| Saved data entries |

******************************

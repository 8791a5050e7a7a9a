//! Virtual scrolling for pageturn
//!
//! This module keeps the scroll position in software, decoupled from native
//! scrolling, and exposes it to the trigger registry through a proxy.
//!
//! # Architecture
//!
//! ## L4 Atomic Layer
//! - `easing` - Pure easing functions (cubic, quintic, exponential)
//! - `timing` - Time calculation utilities (progress, interpolation)
//! - `config` - Configuration types and defaults (re-exported from config)
//! - `engine` - The scroll engine capability (`ScrollBackend`, `ScrollHandle`)
//!
//! ## L3 Molecular Layer
//! - `inertial` - Lerp-follow engine (default backend)
//! - `eased` - Duration + easing engine (alternative backend)
//! - `proxy` - Adapter from a live engine to the trigger registry's `ScrollSource`
//!
//! # Usage
//!
//! ```ignore
//! use pageturn_core::scroll::{backend_for, ScrollConfigExt, ScrollProxy};
//!
//! let config = ScrollConfig::default();
//! let mut backend = backend_for(config.backend);
//! let mut handle = backend.create(&container, &config.scroll_options())?;
//! handle.enable();
//! let mut proxy = ScrollProxy::bind(handle, config.pin_strategy)?;
//!
//! // Each frame
//! let notices = proxy.advance(config.animation_tick_duration());
//! ```

// L4 Atomic Layer
pub mod config;
pub mod easing;
pub mod engine;
pub mod timing;

// L3 Molecular Layer
pub mod eased;
pub mod inertial;
pub mod proxy;

// Re-exports for convenient access
pub use config::{ScrollConfig, ScrollConfigExt};
pub use eased::{EasedScroll, EasedScrollBackend};
pub use easing::{EasingType, EasingTypeExt};
pub use engine::{
    backend_for, Rect, ScrollBackend, ScrollCallback, ScrollEvent, ScrollEventKind, ScrollHandle,
    ScrollOptions, Viewport,
};
pub use inertial::{InertialScroll, InertialScrollBackend};
pub use proxy::{Notices, ScrollProxy, ScrollSource};
//! Navigation orchestration
//!
//! [`Orchestrator`] runs each navigation through leave, swap, re-bind and
//! enter. [`Navigator`] is the host-side handle for a running orchestrator.

mod navigator;
#[allow(clippy::module_inception)]
mod orchestrator;
mod view;

pub use navigator::{
    Command, NavigationOutcome, NavigationRequest, Navigator, PendingNavigation, Responder,
    TransitionReport,
};
pub use orchestrator::Orchestrator;
pub use view::{ViewContext, ViewHook};
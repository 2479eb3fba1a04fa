//! A module for Huffman decoding.
use std::io::{BufRead, BufWriter, Write};

use super::code::{read_header, CodeTable, Codeword};
use crate::bits::BitReader;
use crate::{AllResult, CodecError};

/// The repeated symbol of a single entry table is written in chunks of this size.
const RUN_CHUNK: usize = 1 << 12;

/// A table driven Huffman decoder.
#[derive(Default)]
pub struct Decoder {
    /// The table read from the last stream.
    table: Option<CodeTable>,
    /// The largest symbol count a header may announce.
    limit: Option<u64>,
}

/// A decoding stream sink.
///
/// See [`Decoder::into_stream`] on how to create this type.
pub struct IntoStream<'d, W> {
    decoder: &'d mut Decoder,
    writer: W,
}

impl Decoder {
    pub fn new() -> Self {
        Decoder::default()
    }

    /// Create a decoder that rejects streams announcing more than `limit` symbols.
    ///
    /// The check happens right after the header, before any output is written.
    pub fn with_output_limit(limit: u64) -> Self {
        Decoder {
            table: None,
            limit: Some(limit),
        }
    }

    /// Construct a decoder into a writer.
    pub fn into_stream<W: Write>(&mut self, writer: W) -> IntoStream<'_, W> {
        IntoStream {
            decoder: self,
            writer,
        }
    }

    /// Decode a complete compressed buffer.
    ///
    /// A header with a single symbol expands to its announced count without reading any payload,
    /// so a few bytes of input may describe up to `u64::MAX` bytes of output. Use
    /// [`Decoder::with_output_limit`] for untrusted input.
    pub fn decode(&mut self, data: &[u8]) -> Result<Vec<u8>, CodecError> {
        let mut output = vec![];
        self.into_stream(&mut output).decode_all(data).status?;
        Ok(output)
    }

    /// The code table of the last decoded stream.
    pub fn table(&self) -> Option<&CodeTable> {
        self.table.as_ref()
    }
}

impl<W: Write> IntoStream<'_, W> {
    /// Decode a header and all symbols it announces from a reader.
    ///
    /// Reading stops once the announced number of symbols has been decoded, so padding bits and
    /// any bytes after the stream are left alone. The announced number is only bounded by the
    /// decoder's output limit, see [`Decoder::with_output_limit`].
    pub fn decode_all<R: BufRead>(self, mut read: R) -> AllResult {
        let IntoStream { decoder, mut writer } = self;
        let mut bytes_read = 0;
        let mut bytes_written = 0;

        let status = decode_stream(
            decoder,
            &mut read,
            &mut writer,
            &mut bytes_read,
            &mut bytes_written,
        );

        if status.is_ok() {
            tracing::debug!(bytes_read, bytes_written, "finished huffman decoding");
        }

        AllResult {
            bytes_read,
            bytes_written,
            status,
        }
    }
}

fn decode_stream<R: BufRead, W: Write>(
    decoder: &mut Decoder,
    read: &mut R,
    writer: &mut W,
    bytes_read: &mut usize,
    bytes_written: &mut usize,
) -> Result<(), CodecError> {
    decoder.table = None;
    let (table, total, header_len) = read_header(read)?;
    *bytes_read += header_len;

    if decoder.limit.map_or(false, |limit| total > limit) {
        return Err(CodecError::Configuration(
            "announced symbol count exceeds the output limit",
        ));
    }

    let table = match table {
        Some(table) => table,
        None => return Ok(()),
    };

    let mut out = BufWriter::new(writer);
    if let Some(symbol) = table.single_symbol() {
        let run = [symbol; RUN_CHUNK];
        let mut remaining = total;
        while remaining > 0 {
            let len = remaining.min(RUN_CHUNK as u64) as usize;
            out.write_all(&run[..len])?;
            remaining -= len as u64;
            *bytes_written += len;
        }
    } else {
        let inverse = table.inverse();
        let max_len = table.max_len();
        let mut bits = BitReader::new(&mut *read);
        let mut candidate = Codeword::default();
        let mut decoded = 0u64;

        let status = loop {
            if decoded == total {
                break Ok(());
            }

            let bit = match bits.read_bit() {
                Ok(Some(bit)) => bit,
                Ok(None) => break Err(CodecError::IncompleteStream),
                Err(err) => break Err(CodecError::Io(err)),
            };

            candidate.push(bit);
            if let Some(&symbol) = inverse.get(&candidate) {
                if let Err(err) = out.write_all(&[symbol]) {
                    break Err(CodecError::Io(err));
                }
                *bytes_written += 1;
                decoded += 1;
                candidate = Codeword::default();
            } else if candidate.len() >= max_len {
                break Err(CodecError::InvalidCode(candidate.bits() as u64));
            }
        };

        *bytes_read += bits.bytes_read();
        status?;
    }

    out.flush()?;
    decoder.table = Some(table);
    Ok(())
}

******************************

| What is needed |
Repeat the data. Leave nothing out and change nothing.

| Answer space |
repository 8791a5050e7a7a9a
//! Virtual scrolling for pageturn
//!
//! This module keeps the scroll position in software, decoupled from native
//! scrolling, and exposes it to the trigger registry through a proxy.
//!
//! # Architecture
//!
//! ## L4 Atomic Layer
//! - `easing` - Pure easing functions (cubic, quintic, exponential)
//! - `timing` - Time calculation utilities (progress, interpolation)
//! - `config` - Configuration types and defaults (re-exported from config)
//! - `engine` - The scroll engine capability (`ScrollBackend`, `ScrollHandle`)
//!
//! ## L3 Molecular Layer
//! - `inertial` - Lerp-follow engine (default backend)
//! - `eased` - Duration + easing engine (alternative backend)
//! - `proxy` - Adapter from a live engine to the trigger registry's `ScrollSource`
//!
//! # Usage
//!
//! ```ignore
//! use pageturn_core::scroll::{backend_for, ScrollConfigExt, ScrollProxy};
//!
//! let config = ScrollConfig::default();
//! let mut backend = backend_for(config.backend);
//! let mut handle = backend.create(&container, &config.scroll_options())?;
//! handle.enable();
//! let mut proxy = ScrollProxy::bind(handle, config.pin_strategy)?;
//!
//! // Each frame
//! let notices = proxy.advance(config.animation_tick_duration());
//! ```

// L4 Atomic Layer
pub mod config;
pub mod easing;
pub mod engine;
pub mod timing;

// L3 Molecular Layer
pub mod eased;
pub mod inertial;
pub mod proxy;

// Re-exports for convenient access
pub use config::{ScrollConfig, ScrollConfigExt};
pub use eased::{EasedScroll, EasedScrollBackend};
pub use easing::{EasingType, EasingTypeExt};
pub use engine::{
    backend_for, Rect, ScrollBackend, ScrollCallback, ScrollEvent, ScrollEventKind, ScrollHandle,
    ScrollOptions, Viewport,
};
pub use inertial::{InertialScroll, InertialScrollBackend};
pub use proxy::{Notices, ScrollProxy, ScrollSource};
//! Navigation orchestration
//!
//! [`Orchestrator`] runs each navigation through leave, swap, re-bind and
//! enter. [`Navigator`] is the host-side handle for a running orchestrator.

mod navigator;
#[allow(clippy::module_inception)]
mod orchestrator;
mod view;

pub use navigator::{
    Command, NavigationOutcome, NavigationRequest, Navigator, PendingNavigation, Responder,
    TransitionReport,
};
pub use orchestrator::Orchestrator;
pub use view::{ViewContext, ViewHook};
repository 2479eb3fba1a04fa
//! A module for Huffman decoding.
use std::io::{BufRead, BufWriter, Write};

use super::code::{read_header, CodeTable, Codeword};
use crate::bits::BitReader;
use crate::{AllResult, CodecError};

/// The repeated symbol of a single entry table is written in chunks of this size.
const RUN_CHUNK: usize = 1 << 12;

/// A table driven Huffman decoder.
#[derive(Default)]
pub struct Decoder {
    /// The table read from the last stream.
    table: Option<CodeTable>,
    /// The largest symbol count a header may announce.
    limit: Option<u64>,
}

/// A decoding stream sink.
///
/// See [`Decoder::into_stream`] on how to create this type.
pub struct IntoStream<'d, W> {
    decoder: &'d mut Decoder,
    writer: W,
}

impl Decoder {
    pub fn new() -> Self {
        Decoder::default()
    }

    /// Create a decoder that rejects streams announcing more than `limit` symbols.
    ///
    /// The check happens right after the header, before any output is written.
    pub fn with_output_limit(limit: u64) -> Self {
        Decoder {
            table: None,
            limit: Some(limit),
        }
    }

    /// Construct a decoder into a writer.
    pub fn into_stream<W: Write>(&mut self, writer: W) -> IntoStream<'_, W> {
        IntoStream {
            decoder: self,
            writer,
        }
    }

    /// Decode a complete compressed buffer.
    ///
    /// A header with a single symbol expands to its announced count without reading any payload,
    /// so a few bytes of input may describe up to `u64::MAX` bytes of output. Use
    /// [`Decoder::with_output_limit`] for untrusted input.
    pub fn decode(&mut self, data: &[u8]) -> Result<Vec<u8>, CodecError> {
        let mut output = vec![];
        self.into_stream(&mut output).decode_all(data).status?;
        Ok(output)
    }

    /// The code table of the last decoded stream.
    pub fn table(&self) -> Option<&CodeTable> {
        self.table.as_ref()
    }
}

impl<W: Write> IntoStream<'_, W> {
    /// Decode a header and all symbols it announces from a reader.
    ///
    /// Reading stops once the announced number of symbols has been decoded, so padding bits and
    /// any bytes after the stream are left alone. The announced number is only bounded by the
    /// decoder's output limit, see [`Decoder::with_output_limit`].
    pub fn decode_all<R: BufRead>(self, mut read: R) -> AllResult {
        let IntoStream { decoder, mut writer } = self;
        let mut bytes_read = 0;
        let mut bytes_written = 0;

        let status = decode_stream(
            decoder,
            &mut read,
            &mut writer,
            &mut bytes_read,
            &mut bytes_written,
        );

        if status.is_ok() {
            tracing::debug!(bytes_read, bytes_written, "finished huffman decoding");
        }

        AllResult {
            bytes_read,
            bytes_written,
            status,
        }
    }
}

fn decode_stream<R: BufRead, W: Write>(
    decoder: &mut Decoder,
    read: &mut R,
    writer: &mut W,
    bytes_read: &mut usize,
    bytes_written: &mut usize,
) -> Result<(), CodecError> {
    decoder.table = None;
    let (table, total, header_len) = read_header(read)?;
    *bytes_read += header_len;

    if decoder.limit.map_or(false, |limit| total > limit) {
        return Err(CodecError::Configuration(
            "announced symbol count exceeds the output limit",
        ));
    }

    let table = match table {
        Some(table) => table,
        None => return Ok(()),
    };

    let mut out = BufWriter::new(writer);
    if let Some(symbol) = table.single_symbol() {
        let run = [symbol; RUN_CHUNK];
        let mut remaining = total;
        while remaining > 0 {
            let len = remaining.min(RUN_CHUNK as u64) as usize;
            out.write_all(&run[..len])?;
            remaining -= len as u64;
            *bytes_written += len;
        }
    } else {
        let inverse = table.inverse();
        let max_len = table.max_len();
        let mut bits = BitReader::new(&mut *read);
        let mut candidate = Codeword::default();
        let mut decoded = 0u64;

        let status = loop {
            if decoded == total {
                break Ok(());
            }

            let bit = match bits.read_bit() {
                Ok(Some(bit)) => bit,
                Ok(None) => break Err(CodecError::IncompleteStream),
                Err(err) => break Err(CodecError::Io(err)),
            };

            candidate.push(bit);
            if let Some(&symbol) = inverse.get(&candidate) {
                if let Err(err) = out.write_all(&[symbol]) {
                    break Err(CodecError::Io(err));
                }
                *bytes_written += 1;
                decoded += 1;
                candidate = Codeword::default();
            } else if candidate.len() >= max_len {
                break Err(CodecError::InvalidCode(candidate.bits() as u64));
            }
        };

        *bytes_read += bits.bytes_read();
        status?;
    }

    out.flush()?;
    decoder.table = Some(table);
    Ok(())
}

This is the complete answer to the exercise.